Thanks, Ulco, for summarizing all of this. I've been following the other thread with great interest. Thanks to Kadri and Was for your contributions as well.
One thing I haven't seen mentioned. When I used exported meshes for a project a couple years ago I found that Terragen exports many, many duplicate vertices. These can easily be eliminated using other software. I've generally used MeshLab (which is designed to clean up scanned meshes). It has a function to remove duplicates -- literally vertices at the same locations.
When I exported Ulco's watersphere (using his settings), TG gave me an obj file 237,533 KB in size consisting of 2,286,504 vertices. MeshLab removed 2,038,310 of these (no that is not a typo), reducing the total to 284,194 and exporting a new obj file 66,698 KB in size but identical to the original as far as I can tell. (View attached of the mesh in Blender.)
Blender's vertex merge (using the default distance of 0.0001 m) removed a few more, which makes sense because of the additional tolerance, yielding a result of 253,917 vertices. Blender's obj export function seems to be more efficient than MeshLab's, and saved out a new obj 35,700 KB in size.
MeshLab has a merge-by-distance function, too, but it's *very* slow and finicky so I didn't test it. Not sure if PoseRay has a similar function. Couldn't find it.
Anyway, this means that those huge obj exports we're getting from Terragen can be easily crunched down into files that are much more manageable.
Finally a question and a couple thoughts on this.
- Ulco, would you recommend this as a new workflow for water and other reflective surfaces?
- This might be less practical for large land surfaces because the resulting object isn't a planet, which means distribution and surface shaders should be set to "Use Y," correct? So if the original surface was generated from a large area, where the earth's curvature is noticeable, the resulting Y-keyed distributions on the object surface would be out of whack. (There may also be issues placing populations?)

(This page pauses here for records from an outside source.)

impl CardMessageService {
    /// Create a new service with the given backends and canon store.
    pub fn new(backends: Vec<Arc<dyn LlmBackend>>, canon: Arc<dyn CanonSource>) -> Self {
        Self {
            config: GenerationConfig::default(),
            backends,
            canon,
            audit: Arc::new(AuditLog::new()),
        }
    }

    /// Replace the configuration after checking it.
    pub fn with_config(mut self, config: GenerationConfig) -> Result<Self, ConfigError> {
        config.validate()?;
        self.config = config;
        Ok(self)
    }

    /// Share an audit log with other services.
    pub fn with_audit_log(mut self, audit: Arc<AuditLog>) -> Self {
        self.audit = audit;
        self
    }

    pub fn config(&self) -> &GenerationConfig {
        &self.config
    }

    /// Generate the message for one card position.
    pub async fn generate_card_message(
        &self,
        request: GenerationRequest,
    ) -> Result<GenerationResult, GenerationError> {
        let missing = request.missing_fields();
        if !missing.is_empty() {
            return Err(GenerationError::InvalidRequest(format!(
                "missing {}",
                missing.join(", ")
            )));
        }

        let start = Instant::now();
        let key = ResultKey::for_request(&request);

        let entry_id = if self.config.audit_enabled {
            Some(self.audit.log_request(&request, &key).await)
        } else {
            None
        };

        info!(
            key = %key,
            card_id = %request.card_id,
            position_id = %request.position_id,
            orientation = %request.orientation(),
            "Generating card message"
        );

        let meter = CallMeter::new();
        let mut run = RunState::default();
        let deadline = self.config.budget.request_timeout();

        let timed = tokio::time::timeout(deadline, self.execute(&request, &meter, &mut run)).await;
        let outcome = timed.unwrap_or_else(|_| {
            Err(GenerationError::GenerationExhausted {
                attempts: run.draft_attempts,
                last_error: format!(
                    "deadline of {}ms exceeded",
                    self.config.budget.request_timeout_ms
                ),
            })
        });

        let mut cost = meter.snapshot();
        cost.draft_attempts = run.draft_attempts;
        cost.processing_time_ms = start.elapsed().as_millis() as u64;

        match outcome {
            Ok((text, outcome)) => {
                let words = word_count(&text);
                run.trace.push(GenerationEvent::Accepted { outcome, words });

                if outcome.is_flagged() {
                    warn!(key = %key, outcome = ?outcome, words, "Returning fallback card message");
                } else {
                    info!(
                        key = %key,
                        outcome = ?outcome,
                        words,
                        generator_calls = cost.generator_calls,
                        "Card message generated"
                    );
                }

                let result = GenerationResult::new(key, text, outcome, cost);
                if let Some(entry_id) = entry_id {
                    self.audit.log_result(&entry_id, run.trace, &result).await;
                }
                Ok(result)
            }
            Err(error) => {
                warn!(key = %key, error = %error, "Card message generation failed");
                run.trace.push(GenerationEvent::Failed {
                    error: error.to_string(),
                });
                if let Some(entry_id) = entry_id {
                    self.audit
                        .log_failure(&entry_id, run.trace, &error.to_string(), cost)
                        .await;
                }
                Err(error)
            }
        }
    }

    /// Get recent audit entries.
    pub async fn get_audit_log(&self, limit: usize) -> Vec<AuditEntry> {
        self.audit.recent(limit).await
    }

    /// Shared handle to the audit log.
    pub fn audit_log(&self) -> Arc<AuditLog> {
        Arc::clone(&self.audit)
    }

    /// Select the first available backend.
    async fn select_backend(&self) -> Result<Arc<dyn LlmBackend>, GenerationError> {
        for backend in &self.backends {
            if backend.is_available().await {
                return Ok(Arc::clone(backend));
            }
        }
        Err(GenerationError::NoBackendAvailable)
    }

    /// Resolve preconditions, then run the loop.
    async fn execute(
        &self,
        request: &GenerationRequest,
        meter: &CallMeter,
        run: &mut RunState,
    ) -> Result<(String, GenerationOutcome), GenerationError> {
        let role = Role::from_position(&request.position_id)?;
        let side = load_side(self.canon.as_ref(), &request.card_id, request.orientation()).await?;
        let anchors = select_anchors(&side, &request.anchor_seed());

        let prompts = PromptAssembler::build(&PromptInput {
            card_name: &request.card_name,
            orientation: request.orientation(),
            role,
            intention_text: &request.intention_text,
            side: &side,
            anchors: &anchors,
            bands: self.config.prompt_bands(),
        });

        let backend = self.select_backend().await?;
        debug!(
            backend = backend.id(),
            role = %role,
            primary = %anchors.primary,
            secondary = %anchors.secondary,
            "Prepared generation"
        );

        let generation = Generation {
            config: &self.config,
            intention_text: &request.intention_text,
            role,
            side,
            anchors,
            prompts,
            backend: MeteredBackend::new(backend.as_ref(), meter),
        };

        generation.run(run).await
    }
}
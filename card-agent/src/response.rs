//! Card message result types.

use canon::join_identity;
use chrono::{DateTime, Utc};
use serde::{Deserialize, Serialize};
use sha2::{Digest, Sha256};

use crate::request::GenerationRequest;
use crate::types::GenerationCost;

/// Stable identifier of a generated card message.
///
/// Determined only by spread, position, intention id, card, and
/// orientation; never by the intention text or the generated prose.
#[derive(Debug, Clone, PartialEq, Eq, Hash, Serialize, Deserialize)]
#[serde(transparent)]
pub struct ResultKey(String);

impl ResultKey {
    const PREFIX: &'static str = "card-message:";

    /// Derive the key for a request.
    pub fn for_request(request: &GenerationRequest) -> Self {
        let identity = join_identity(&[
            request.spread_id.as_str(),
            request.position_id.as_str(),
            request.intention_id.as_str(),
            request.card_id.as_str(),
            request.orientation().as_str(),
        ]);

        let mut hasher = Sha256::new();
        hasher.update(identity.as_bytes());
        let digest = hex::encode(hasher.finalize());

        Self(format!("{}{}", Self::PREFIX, &digest[..32]))
    }

    pub fn as_str(&self) -> &str {
        &self.0
    }
}

impl std::fmt::Display for ResultKey {
    fn fmt(&self, f: &mut std::fmt::Formatter<'_>) -> std::fmt::Result {
        f.write_str(&self.0)
    }
}

/// How the returned text was reached.
#[derive(Debug, Clone, Copy, PartialEq, Eq, Serialize, Deserialize)]
#[serde(tag = "kind", rename_all = "snake_case")]
pub enum GenerationOutcome {
    /// First draft passed both gates
    Clean,
    /// Length repair fixed a word-count failure with full coverage
    LengthRepaired,
    /// A rewrite round produced a clean accept
    SoftRepaired,
    /// Rewrite rounds ran out; accepted because coverage is complete
    CoverageAccepted,
    /// Draft attempts ran out; best hard-gate-valid text returned
    Fallback { within_target: bool },
}

impl GenerationOutcome {
    /// Whether callers should treat the text as a degraded result.
    pub fn is_flagged(&self) -> bool {
        matches!(self, GenerationOutcome::Fallback { .. })
    }
}

/// The generated message for one card position.
///
/// Produced once per successful generation and never mutated.
#[derive(Debug, Clone, Serialize, Deserialize)]
#[serde(rename_all = "camelCase")]
pub struct GenerationResult {
    /// Stable key for this card position
    pub key: ResultKey,
    /// Final text
    pub text: String,
    /// When the result was created
    pub created_at: DateTime<Utc>,
    /// Path that produced the text
    pub outcome: GenerationOutcome,
    /// Generator usage
    pub cost: GenerationCost,
}

impl GenerationResult {
    /// Create a result stamped with the current time.
    pub fn new(
        key: ResultKey,
        text: impl Into<String>,
        outcome: GenerationOutcome,
        cost: GenerationCost,
    ) -> Self {
        Self {
            key,
            text: text.into(),
            created_at: Utc::now(),
            outcome,
            cost,
        }
    }
}
//! Scripted LLM backend for testing.

use async_trait::async_trait;
use std::collections::VecDeque;
use std::sync::atomic::{AtomicBool, AtomicU32, Ordering};
use std::sync::Mutex;

use super::traits::*;

/// One scripted outcome of a `complete` call.
#[derive(Debug, Clone)]
pub enum ScriptedReply {
    /// Return this raw content
    Text(String),
    /// Fail with this error
    Error(LlmError),
}

impl ScriptedReply {
    /// Reply with `{"text": ...}` JSON.
    pub fn json_text(text: &str) -> Self {
        ScriptedReply::Text(serde_json::json!({ "text": text }).to_string())
    }
}

/// Mock backend that replays a fixed script of replies in order.
///
/// Every request is recorded so tests can assert which prompts the
/// pipeline sent and in what order. Once the script runs out, the
/// fallback reply (if any) is repeated; otherwise calls fail.
pub struct ScriptedBackend {
    model_id: String,
    available: AtomicBool,
    script: Mutex<VecDeque<ScriptedReply>>,
    fallback: Option<ScriptedReply>,
    requests: Mutex<Vec<CompletionRequest>>,
    call_count: AtomicU32,
}

impl ScriptedBackend {
    /// Create a new backend with an empty script.
    pub fn new(model_id: impl Into<String>) -> Self {
        Self {
            model_id: model_id.into(),
            available: AtomicBool::new(true),
            script: Mutex::new(VecDeque::new()),
            fallback: None,
            requests: Mutex::new(Vec::new()),
            call_count: AtomicU32::new(0),
        }
    }

    /// Append a reply to the script.
    pub fn with_reply(self, reply: ScriptedReply) -> Self {
        lock(&self.script).push_back(reply);
        self
    }

    /// Append a raw text reply.
    pub fn with_response(self, content: impl Into<String>) -> Self {
        self.with_reply(ScriptedReply::Text(content.into()))
    }

    /// Append a `{"text": ...}` reply.
    pub fn with_text(self, text: &str) -> Self {
        self.with_reply(ScriptedReply::json_text(text))
    }

    /// Append an error reply.
    pub fn with_error(self, error: LlmError) -> Self {
        self.with_reply(ScriptedReply::Error(error))
    }

    /// Reply used once the script is exhausted.
    pub fn with_fallback(mut self, reply: ScriptedReply) -> Self {
        self.fallback = Some(reply);
        self
    }

    /// Set availability.
    pub fn with_available(self, available: bool) -> Self {
        self.available.store(available, Ordering::SeqCst);
        self
    }

    /// Get the number of times complete was called.
    pub fn call_count(&self) -> u32 {
        self.call_count.load(Ordering::SeqCst)
    }

    /// All requests received so far, in order.
    pub fn requests(&self) -> Vec<CompletionRequest> {
        lock(&self.requests).clone()
    }

    /// Replies still queued.
    pub fn remaining(&self) -> usize {
        lock(&self.script).len()
    }
}

impl Default for ScriptedBackend {
    fn default() -> Self {
        Self::new("mock-model")
    }
}

fn lock<T>(mutex: &Mutex<T>) -> std::sync::MutexGuard<'_, T> {
    mutex.lock().unwrap_or_else(|poisoned| poisoned.into_inner())
}

#[async_trait]
impl LlmBackend for ScriptedBackend {
    fn id(&self) -> &str {
        &self.model_id
    }

    async fn is_available(&self) -> bool {
        self.available.load(Ordering::SeqCst)
    }

    async fn complete(&self, request: CompletionRequest) -> Result<CompletionResponse, LlmError> {
        self.call_count.fetch_add(1, Ordering::SeqCst);

        if !self.available.load(Ordering::SeqCst) {
            return Err(LlmError::Unavailable("Mock backend disabled".to_string()));
        }

        let prompt_tokens: u32 = request
            .messages
            .iter()
            .map(|m| m.content.len() as u32 / 4)
            .sum::<u32>()
            + request
                .system_prompt
                .as_ref()
                .map(|s| s.len() as u32 / 4)
                .unwrap_or(0);

        lock(&self.requests).push(request);

        let reply = lock(&self.script).pop_front().or_else(|| self.fallback.clone());

        match reply {
            Some(ScriptedReply::Text(content)) => {
                let mut response = CompletionResponse::stop(content);
                response.usage.prompt_tokens = prompt_tokens;
                Ok(response)
            }
            Some(ScriptedReply::Error(error)) => Err(error),
            None => Err(LlmError::Unavailable("Script exhausted".to_string())),
        }
    }
}
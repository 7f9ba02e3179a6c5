//! Audit trail for card message generations.
//!
//! Every generation leaves an entry with its decision trace: which drafts
//! were produced, which gates they failed, which repairs ran, and how the
//! run ended.

use chrono::{DateTime, Utc};
use serde::{Deserialize, Serialize};
use std::collections::VecDeque;
use std::sync::Arc;
use tokio::sync::RwLock;

use crate::request::GenerationRequest;
use crate::response::{GenerationOutcome, GenerationResult, ResultKey};
use crate::types::GenerationCost;

/// Maximum entries in the audit log before pruning.
const MAX_AUDIT_ENTRIES: usize = 10_000;

/// One step in a generation's decision trace.
#[derive(Debug, Clone, PartialEq, Serialize, Deserialize)]
#[serde(tag = "event", rename_all = "snake_case")]
pub enum GenerationEvent {
    /// A draft was parsed from generator output
    DraftProduced { attempt: u32, words: usize },
    /// The draft call failed or its output was malformed
    DraftFailed { attempt: u32, error: String },
    /// The draft failed the hard gate
    HardGateFailed { attempt: u32, violation: String },
    /// A repair strategy ran
    RepairStep {
        attempt: u32,
        strategy: String,
        error: Option<String>,
    },
    /// The soft gate scored a candidate
    SoftVerdict { attempt: u32, issues: Vec<String> },
    /// The run finished with text
    Accepted { outcome: GenerationOutcome, words: usize },
    /// The run finished without text
    Failed { error: String },
}

/// An entry in the audit log.
#[derive(Debug, Clone, Serialize, Deserialize)]
pub struct AuditEntry {
    /// Unique entry ID
    pub entry_id: String,
    /// Result key of the card position
    pub key: ResultKey,
    /// Card that was generated for
    pub card_id: String,
    /// Position within the spread
    pub position_id: String,
    /// Decision trace, in order
    pub events: Vec<GenerationEvent>,
    /// How the run ended (if it produced text)
    pub outcome: Option<GenerationOutcome>,
    /// Error message (if it did not)
    pub error: Option<String>,
    /// Generator usage
    pub cost: Option<GenerationCost>,
    /// When the generation started
    pub requested_at: DateTime<Utc>,
    /// When it finished
    pub completed_at: Option<DateTime<Utc>>,
}

impl AuditEntry {
    /// Create an entry from a request.
    pub fn from_request(request: &GenerationRequest, key: &ResultKey) -> Self {
        Self {
            entry_id: uuid::Uuid::new_v4().to_string(),
            key: key.clone(),
            card_id: request.card_id.clone(),
            position_id: request.position_id.clone(),
            events: Vec::new(),
            outcome: None,
            error: None,
            cost: None,
            requested_at: Utc::now(),
            completed_at: None,
        }
    }

    pub fn is_complete(&self) -> bool {
        self.completed_at.is_some()
    }

    /// Duration from start to finish, if finished.
    pub fn duration_ms(&self) -> Option<u64> {
        self.completed_at
            .map(|done| (done - self.requested_at).num_milliseconds().max(0) as u64)
    }
}

/// Audit log for tracking all generations.
pub struct AuditLog {
    /// Log entries (newest first)
    entries: Arc<RwLock<VecDeque<AuditEntry>>>,
    /// Maximum entries to retain
    max_entries: usize,
}

impl AuditLog {
    /// Create a new audit log.
    pub fn new() -> Self {
        Self::with_max_entries(MAX_AUDIT_ENTRIES)
    }

    /// Create with custom max entries.
    pub fn with_max_entries(max_entries: usize) -> Self {
        Self {
            entries: Arc::new(RwLock::new(VecDeque::new())),
            max_entries,
        }
    }

    /// Log a generation start.
    pub async fn log_request(&self, request: &GenerationRequest, key: &ResultKey) -> String {
        let entry = AuditEntry::from_request(request, key);
        let entry_id = entry.entry_id.clone();

        let mut entries = self.entries.write().await;
        entries.push_front(entry);

        // Prune if over limit
        while entries.len() > self.max_entries {
            entries.pop_back();
        }

        entry_id
    }

    /// Complete an entry with the returned result.
    pub async fn log_result(
        &self,
        entry_id: &str,
        events: Vec<GenerationEvent>,
        result: &GenerationResult,
    ) {
        let mut entries = self.entries.write().await;

        if let Some(entry) = entries.iter_mut().find(|e| e.entry_id == entry_id) {
            entry.events = events;
            entry.outcome = Some(result.outcome);
            entry.cost = Some(result.cost.clone());
            entry.completed_at = Some(result.created_at);
        }
    }

    /// Complete an entry with a failure.
    pub async fn log_failure(
        &self,
        entry_id: &str,
        events: Vec<GenerationEvent>,
        error: &str,
        cost: GenerationCost,
    ) {
        let mut entries = self.entries.write().await;

        if let Some(entry) = entries.iter_mut().find(|e| e.entry_id == entry_id) {
            entry.events = events;
            entry.error = Some(error.to_string());
            entry.cost = Some(cost);
            entry.completed_at = Some(Utc::now());
        }
    }

    /// Get recent entries.
    pub async fn recent(&self, limit: usize) -> Vec<AuditEntry> {
        let entries = self.entries.read().await;
        entries.iter().take(limit).cloned().collect()
    }

    /// Get entries for a result key, newest first.
    pub async fn get_by_key(&self, key: &ResultKey) -> Vec<AuditEntry> {
        let entries = self.entries.read().await;
        entries.iter().filter(|e| &e.key == key).cloned().collect()
    }

    /// Get statistics.
    pub async fn stats(&self) -> AuditStats {
        let entries = self.entries.read().await;

        let total = entries.len();
        let succeeded = entries.iter().filter(|e| e.outcome.is_some()).count();
        let fallbacks = entries
            .iter()
            .filter(|e| e.outcome.is_some_and(|o| o.is_flagged()))
            .count();
        let failed = entries.iter().filter(|e| e.error.is_some()).count();

        let costs: Vec<&GenerationCost> =
            entries.iter().filter_map(|e| e.cost.as_ref()).collect();
        let avg_generator_calls = if costs.is_empty() {
            0.0
        } else {
            costs.iter().map(|c| c.generator_calls as f64).sum::<f64>() / costs.len() as f64
        };

        AuditStats {
            total_generations: total,
            succeeded,
            fallbacks,
            failed,
            avg_generator_calls,
        }
    }

    /// Clear the log.
    pub async fn clear(&self) {
        let mut entries = self.entries.write().await;
        entries.clear();
    }

    /// Get count.
    pub async fn count(&self) -> usize {
        let entries = self.entries.read().await;
        entries.len()
    }
}

impl Default for AuditLog {
    fn default() -> Self {
        Self::new()
    }
}

/// Statistics from the audit log.
#[derive(Debug, Clone, Serialize)]
pub struct AuditStats {
    /// Total generations logged
    pub total_generations: usize,
    /// Generations that returned text
    pub succeeded: usize,
    /// Of those, degraded fallbacks
    pub fallbacks: usize,
    /// Generations that returned an error
    pub failed: usize,
    /// Mean generator calls per finished generation
    pub avg_generator_calls: f64,
}
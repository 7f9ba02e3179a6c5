//! Call accounting around any backend.

use async_trait::async_trait;
use std::sync::Mutex;

use super::traits::*;
use crate::types::GenerationCost;

/// Running totals of generator calls for one generation.
#[derive(Debug, Default)]
pub struct CallMeter {
    cost: Mutex<GenerationCost>,
}

impl CallMeter {
    pub fn new() -> Self {
        Self::default()
    }

    fn record(&self, usage: &Usage) {
        self.cost
            .lock()
            .unwrap_or_else(|poisoned| poisoned.into_inner())
            .record_call(usage);
    }

    /// Calls and tokens recorded so far.
    pub fn snapshot(&self) -> GenerationCost {
        self.cost
            .lock()
            .unwrap_or_else(|poisoned| poisoned.into_inner())
            .clone()
    }
}

/// Backend wrapper that records every call on a [`CallMeter`],
/// whether or not the call succeeds.
pub struct MeteredBackend<'a> {
    inner: &'a dyn LlmBackend,
    meter: &'a CallMeter,
}

impl<'a> MeteredBackend<'a> {
    pub fn new(inner: &'a dyn LlmBackend, meter: &'a CallMeter) -> Self {
        Self { inner, meter }
    }
}

#[async_trait]
impl LlmBackend for MeteredBackend<'_> {
    fn id(&self) -> &str {
        self.inner.id()
    }

    async fn is_available(&self) -> bool {
        self.inner.is_available().await
    }

    async fn complete(&self, request: CompletionRequest) -> Result<CompletionResponse, LlmError> {
        let result = self.inner.complete(request).await;
        match &result {
            Ok(response) => self.meter.record(&response.usage),
            Err(_) => self.meter.record(&Usage::default()),
        }
        result
    }
}
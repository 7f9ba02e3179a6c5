//! Card Agent - card message generation
//!
//! Turns one drawn card in one spread position into a short reflective
//! passage, using an LLM as an untrusted text generator:
//! - Trait-based LLM backends (OpenAI-compatible HTTP, scripted mock)
//! - Hard gate for mechanically checkable constraints
//! - Soft gate for anchor coverage and tone
//! - Ordered repair strategies with re-validation after every step
//! - Audit trail of every decision taken for a generation
//!
//! # Architecture
//!
//! ```text
//! ┌─────────────────────────────────────────┐
//! │          CardMessageService             │
//! │   (draft / validate / repair loop)      │
//! └────────────────┬────────────────────────┘
//!                  │
//!      ┌───────────┼───────────────┐
//!      ▼           ▼               ▼
//! ┌─────────────┐ ┌─────────────┐ ┌─────────────┐
//! │ LlmBackend  │ │ Canon       │ │ Gates and   │
//! │ (OpenAI/    │ │ (roles,     │ │ repairs     │
//! │  scripted)  │ │  anchors)   │ │             │
//! └─────────────┘ └─────────────┘ └─────────────┘
//! ```

pub mod audit;
pub mod backend;
pub mod config;
pub mod quality;
pub mod repair;
pub mod request;
pub mod response;
pub mod service;
pub mod text;
pub mod types;
pub mod validate;

#[cfg(test)]
mod fixtures;

// Re-export main types for convenience
pub use audit::{AuditEntry, AuditLog, AuditStats, GenerationEvent};
pub use backend::traits::{CompletionRequest, CompletionResponse, LlmBackend, LlmError};
pub use backend::{OpenAiBackend, ScriptedBackend, ScriptedReply};
pub use config::{BudgetConfig, ConfigError, GenerationConfig, LimitsConfig, SamplingConfig};
pub use quality::{QualityIssue, QualityVerdict};
pub use repair::{FullRewrite, LocalPadding, MicroRepair, RepairChain, RepairStrategy};
pub use request::GenerationRequest;
pub use response::{GenerationOutcome, GenerationResult, ResultKey};
pub use service::{CardMessageService, GenerationError};
pub use types::*;
pub use validate::{ConstraintViolation, DraftError};
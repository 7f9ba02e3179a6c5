//! Common types for the card-agent crate.

use serde::{Deserialize, Serialize};

/// Cost information for one generation.
#[derive(Debug, Clone, Default, PartialEq, Eq, Serialize, Deserialize)]
pub struct GenerationCost {
    /// Number of generator calls (drafts and repairs)
    pub generator_calls: u32,
    /// Number of draft attempts started
    pub draft_attempts: u32,
    /// Number of input tokens processed
    pub input_tokens: u32,
    /// Number of output tokens generated
    pub output_tokens: u32,
    /// Total processing time in milliseconds
    pub processing_time_ms: u64,
}

impl GenerationCost {
    /// Record one generator call.
    pub fn record_call(&mut self, usage: &crate::backend::traits::Usage) {
        self.generator_calls += 1;
        self.input_tokens += usage.prompt_tokens;
        self.output_tokens += usage.completion_tokens;
    }
}
//! Deterministic anchor selection.
//!
//! Every generated passage must demonstrably cover two core statements
//! from canon. Which two is a pure function of the request identity, so
//! reviewers can predict the coverage target and regeneration with the
//! same identity aims at the same facts.

use serde::{Deserialize, Serialize};

use crate::types::{CanonSide, Orientation};

/// The pair of core statements a draft must cover.
#[derive(Debug, Clone, Default, PartialEq, Eq, Serialize, Deserialize)]
pub struct Anchors {
    pub primary: String,
    pub secondary: String,
}

impl Anchors {
    /// Both anchors, in order.
    pub fn iter(&self) -> impl Iterator<Item = &str> {
        [self.primary.as_str(), self.secondary.as_str()].into_iter()
    }

    /// True when canon had no core statements to anchor on.
    pub fn is_vacuous(&self) -> bool {
        self.primary.is_empty() && self.secondary.is_empty()
    }

    pub fn is_distinct(&self) -> bool {
        self.primary != self.secondary
    }
}

/// Join identity fields with `|`, escaping `\` and `|` inside fields so
/// distinct tuples never produce the same string.
pub fn join_identity(fields: &[&str]) -> String {
    let mut out = String::new();
    for (i, field) in fields.iter().enumerate() {
        if i > 0 {
            out.push('|');
        }
        for c in field.chars() {
            if c == '\\' || c == '|' {
                out.push('\\');
            }
            out.push(c);
        }
    }
    out
}

/// Build the selection seed from the full identity tuple.
pub fn anchor_seed(
    intention_id: &str,
    card_id: &str,
    position_id: &str,
    orientation: Orientation,
) -> String {
    join_identity(&[intention_id, card_id, position_id, orientation.as_str()])
}

/// Order-sensitive 32-bit string hash (`h = 31 * h + c`).
///
/// Independent of platform, process, and hasher randomisation.
pub fn stable_hash(seed: &str) -> u32 {
    seed.chars()
        .fold(0u32, |h, c| h.wrapping_mul(31).wrapping_add(c as u32))
}

/// Pick two anchors from a canon side.
///
/// With two or more core statements the anchors are distinct; with one,
/// both anchors are that statement; with none, both are empty.
pub fn select_anchors(side: &CanonSide, seed: &str) -> Anchors {
    let core: Vec<&str> = side
        .core
        .iter()
        .map(|c| c.trim())
        .filter(|c| !c.is_empty())
        .collect();

    match core.len() {
        0 => Anchors::default(),
        1 => Anchors {
            primary: core[0].to_string(),
            secondary: core[0].to_string(),
        },
        n => {
            let hash = stable_hash(seed) as usize;
            let first = hash % n;
            let offset = (hash / n) % (n - 1);
            let second = (first + 1 + offset) % n;

            tracing::debug!(seed = %seed, first, second, "Selected anchors");

            Anchors {
                primary: core[first].to_string(),
                secondary: core[second].to_string(),
            }
        }
    }
}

- But for smaller foreground areas, or nonanimated water surfaces, this could be a lifesaver. When I disabled the planet (along with the atmosphere) in Ulco's scene and disabled all of the reflection/refraction settings in the water shader (leaving only displacements), TG exported the obj mesh very quickly, in just a few seconds. (I guess I could have disabled the sunlight as well.) Seems like this would be a very practical workflow for still images.